The idea that the world is enough is more recent.  It hit me most clearly while meditating.  But, it’s also very much connects back to other strains of life’s philosophy that I’m exploring. Getting out of the deficit thinking (I’m not enough) is related to getting out of the scarcity thinking (the world is not enough). I couldn’t have grasped the second without the first.

Is there a limit to the joy I can accept?  Are there limits to the happiness I can share?  What about love?  I can love me.  I can love you.  I can love others too.  One love, does not diminish the love I feel for others.

This is an absolute REVOLUTION of my heart.  And, I don’t just mean in the polyamory sense.  I haven’t been able to love fully, in the way that I am meant to, because I have felt unworthy of love.  Even the love I feel for friends and family has been warped by this scarcity thinking.  I felt unworthy of love.  Because how I needed to love and be loved in the traditional sense didn’t fit neatly into the societal notions of romantic love, I didn’t feel I could be loved in any sense.  And so, to quote Marc Broussard, “you know love don’t find this sort of man.”

But, it does.  And, it thrives.  And, it is joyful.

Shifting from the false notion that there’s a scarcity of love that has to be metered out, to the notion that love exists in abundance and I simply need to open my heart to it to experience it, has started an absolute revolution in thinking and feeling.
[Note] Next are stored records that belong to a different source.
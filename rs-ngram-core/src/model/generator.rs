use log::warn;

use super::frequency_model::FrequencyModel;
use super::generation_input::MAX_LENGTH;
use super::vocabulary::TokenId;
use crate::error::ModelError;

/// Greedy, deterministic sequence extension over a `FrequencyModel`.
///
/// At every step the last `n-1` words are used as context and the whole
/// vocabulary is scanned in lexicographic order. The first candidate with the
/// strictly highest smoothed score is appended.
///
/// # Termination
/// - The sequence reaches the requested length, or
/// - no candidate scores above 0 (only possible with an empty vocabulary),
///   in which case the sequence built so far is returned.
#[derive(Clone, Copy, Debug)]
pub struct SequenceGenerator<'a> {
	model: &'a FrequencyModel,
}

impl<'a> SequenceGenerator<'a> {
	pub fn new(model: &'a FrequencyModel) -> Self {
		Self { model }
	}

	/// Best next word after `context`, with its score.
	///
	/// The context is interned once, then one key slot is reused for every
	/// candidate id. Returns `None` if no word scores strictly above 0.
	pub fn next_token(&self, context: &[String]) -> Option<(&'a str, f64)> {
		let model = self.model;
		let vocabulary = model.vocabulary();
		let Some(mut key) = vocabulary.encode(context) else {
			// Unknown word in the context: uniform scores, the first word wins
			let score = model.unseen_score();
			return vocabulary.iter().next().filter(|_| score > 0.0).map(|word| (word, score));
		};

		key.push(0);
		let last = key.len() - 1;
		let mut max_score = 0.0;
		let mut best = None;
		for id in 0..vocabulary.len() as TokenId {
			key[last] = id;
			let score = model.score_ids(&key);
			if score > max_score {
				max_score = score;
				best = Some(id);
			}
		}

		best.map(|id| (vocabulary.word(id), max_score))
	}

	/// Extends `prefix` (exactly `n-1` words) to `length` words.
	///
	/// If `length <= n` no lookup is done: the first `length` words of the
	/// prefix are returned, which may be fewer than `n-1`.
	///
	/// # Errors
	/// - `InvalidPrefixLength` if the prefix does not hold `n-1` words
	/// - `LengthTooLarge` if `length > MAX_LENGTH`
	pub fn extend(&self, prefix: &[String], length: usize) -> Result<Vec<String>, ModelError> {
		let n = self.model.n();
		check_prefix(prefix, n)?;
		check_length(length)?;
		if length <= n {
			return Ok(truncated(prefix, length));
		}

		let mut sentence = prefix.to_vec();
		while sentence.len() < length {
			let context = &sentence[sentence.len() - (n - 1)..];
			match self.next_token(context) {
				Some((word, _)) => sentence.push(word.to_owned()),
				None => {
					warn!("Empty vocabulary, generation stopped at {} words", sentence.len());
					break;
				}
			}
		}
		Ok(sentence)
	}

	/// Same as `extend`, joined with single spaces.
	pub fn generate(&self, prefix: &[String], length: usize) -> Result<String, ModelError> {
		Ok(self.extend(prefix, length)?.join(" "))
	}
}

/// Generates `length` words from `tokens`, starting from `context`.
///
/// Builds the order-`n` model only when generation actually has to happen:
/// for `length <= n` the context is returned truncated, without counting.
///
/// # Errors
/// - `InvalidOrder` if `n < 2`
/// - `InvalidPrefixLength` if `context` does not hold `n-1` words
/// - `LengthTooLarge` if `length > MAX_LENGTH`
pub fn generate(tokens: &[String], n: usize, context: &[String], length: usize) -> Result<String, ModelError> {
	if n < 2 {
		return Err(ModelError::InvalidOrder(n));
	}
	check_prefix(context, n)?;
	check_length(length)?;
	if length <= n {
		return Ok(truncated(context, length).join(" "));
	}

	let model = FrequencyModel::new(tokens, n)?;
	SequenceGenerator::new(&model).generate(context, length)
}

fn check_prefix(prefix: &[String], n: usize) -> Result<(), ModelError> {
	if prefix.len() != n - 1 {
		return Err(ModelError::InvalidPrefixLength { expected: n - 1, got: prefix.len() });
	}
	Ok(())
}

fn check_length(length: usize) -> Result<(), ModelError> {
	if length > MAX_LENGTH {
		return Err(ModelError::LengthTooLarge { max: MAX_LENGTH, got: length });
	}
	Ok(())
}

fn truncated(prefix: &[String], length: usize) -> Vec<String> {
	prefix[..length.min(prefix.len())].to_vec()
}

#[cfg(test)]
mod tests {
	use super::*;

	fn tokens(text: &str) -> Vec<String> {
		text.split_whitespace().map(str::to_owned).collect()
	}

	fn corpus() -> Vec<String> {
		tokens("the cat sat on the mat the cat ran")
	}

	#[test]
	fn test_tie_goes_to_first_word_in_lexicographic_order() {
		let model = FrequencyModel::new(&corpus(), 3).unwrap();
		let generator = SequenceGenerator::new(&model);

		// "ran" and "sat" both score (1 + 1) / (2 + 6), "ran" comes first
		assert_eq!(generator.next_token(&tokens("the cat")), Some(("ran", 0.25)));
	}

	#[test]
	fn test_generate_scenario() {
		// the cat -> ran (tie broken lexicographically)
		// cat ran -> every word at 1/7, "cat" first
		// ran cat -> unseen context, every word at 1/6, "cat" first
		let result = generate(&corpus(), 3, &tokens("the cat"), 5).unwrap();
		assert_eq!(result, "the cat ran cat cat");
	}

	#[test]
	fn test_generate_follows_most_frequent_continuation() {
		let t = tokens("a b a b a b a c");
		let result = generate(&t, 2, &tokens("a"), 6).unwrap();
		assert_eq!(result, "a b a b a b");
	}

	#[test]
	fn test_generate_is_idempotent() {
		let t = tokens("in the beginning was the word and the word was with god and the word was god");
		let first = generate(&t, 3, &tokens("the word"), 20).unwrap();
		let second = generate(&t, 3, &tokens("the word"), 20).unwrap();
		assert_eq!(first, second);
		assert_eq!(first.split(' ').count(), 20);
	}

	#[test]
	fn test_short_circuit_returns_prefix() {
		assert_eq!(generate(&corpus(), 3, &tokens("the cat"), 2).unwrap(), "the cat");
		assert_eq!(generate(&corpus(), 3, &tokens("the cat"), 3).unwrap(), "the cat");
		assert_eq!(generate(&corpus(), 3, &tokens("the cat"), 1).unwrap(), "the");
		assert_eq!(generate(&corpus(), 3, &tokens("the cat"), 0).unwrap(), "");
	}

	#[test]
	fn test_short_circuit_does_not_need_a_corpus() {
		// Words absent from the corpus are returned untouched
		assert_eq!(generate(&[], 4, &tokens("x y z"), 4).unwrap(), "x y z");
	}

	#[test]
	fn test_unknown_prefix_still_reaches_length() {
		let result = generate(&corpus(), 3, &tokens("dog barks"), 6).unwrap();
		assert_eq!(result.split(' ').count(), 6);
		assert!(result.starts_with("dog barks "));
	}

	#[test]
	fn test_empty_vocabulary_returns_prefix() {
		let result = generate(&[], 2, &tokens("alone"), 5).unwrap();
		assert_eq!(result, "alone");

		let model = FrequencyModel::new(&[], 3).unwrap();
		assert_eq!(SequenceGenerator::new(&model).next_token(&tokens("a b")), None);
	}

	#[test]
	fn test_huge_length_is_rejected() {
		let result = generate(&corpus(), 2, &tokens("the"), usize::MAX);
		assert!(matches!(result, Err(ModelError::LengthTooLarge { max: MAX_LENGTH, got: usize::MAX })));

		let model = FrequencyModel::new(&corpus(), 2).unwrap();
		let result = SequenceGenerator::new(&model).extend(&tokens("the"), MAX_LENGTH + 1);
		assert!(matches!(result, Err(ModelError::LengthTooLarge { .. })));
	}

	#[test]
	fn test_maximum_length_is_reached() {
		let result = generate(&corpus(), 2, &tokens("the"), MAX_LENGTH).unwrap();
		assert_eq!(result.split(' ').count(), MAX_LENGTH);
	}

	#[test]
	fn test_next_token_with_unknown_context_word() {
		let model = FrequencyModel::new(&corpus(), 3).unwrap();
		let generator = SequenceGenerator::new(&model);
		assert_eq!(generator.next_token(&tokens("dog cat")), Some(("cat", 1.0 / 6.0)));
	}

	#[test]
	fn test_invalid_prefix_length() {
		let result = generate(&corpus(), 3, &tokens("the"), 5);
		assert!(matches!(result, Err(ModelError::InvalidPrefixLength { expected: 2, got: 1 })));

		let model = FrequencyModel::new(&corpus(), 2).unwrap();
		let result = SequenceGenerator::new(&model).extend(&tokens("the cat"), 5);
		assert!(matches!(result, Err(ModelError::InvalidPrefixLength { expected: 1, got: 2 })));
	}

	#[test]
	fn test_invalid_order() {
		assert!(matches!(generate(&corpus(), 1, &[], 5), Err(ModelError::InvalidOrder(1))));
	}
}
I had glimmers of this notion before, but I could not fully shake off my cultural baggage.  The best example of this is my relationship with my friend Renee.   I love Renee in every way that a man can love a woman.  I’m unashamed of that.  In the end, however, it was much less important for us to be romantically linked (and all that entails) than it was for us to be linked, connected, or interconnected.  The friendship thrives because we decided to not limit our feeling, even if we limited our action.

Although my orientation to love and the abundance of joy are perhaps the most profound aspects to my simple realization that “the world is enough. “  But, it’s also changing the way I approach work.  I’m much less combative and competitive in the rawest since.  I’ve been able to separate my ambitious goals for the business from my ambition as an individual.  If I can help make everyone around me more successful, my success is most definitely assured.

So, I guess the short of it is that I’m still growing and learning.  Of course, not in a straight line by any means.  But, the trend is up and I’m enjoying it, for the most part.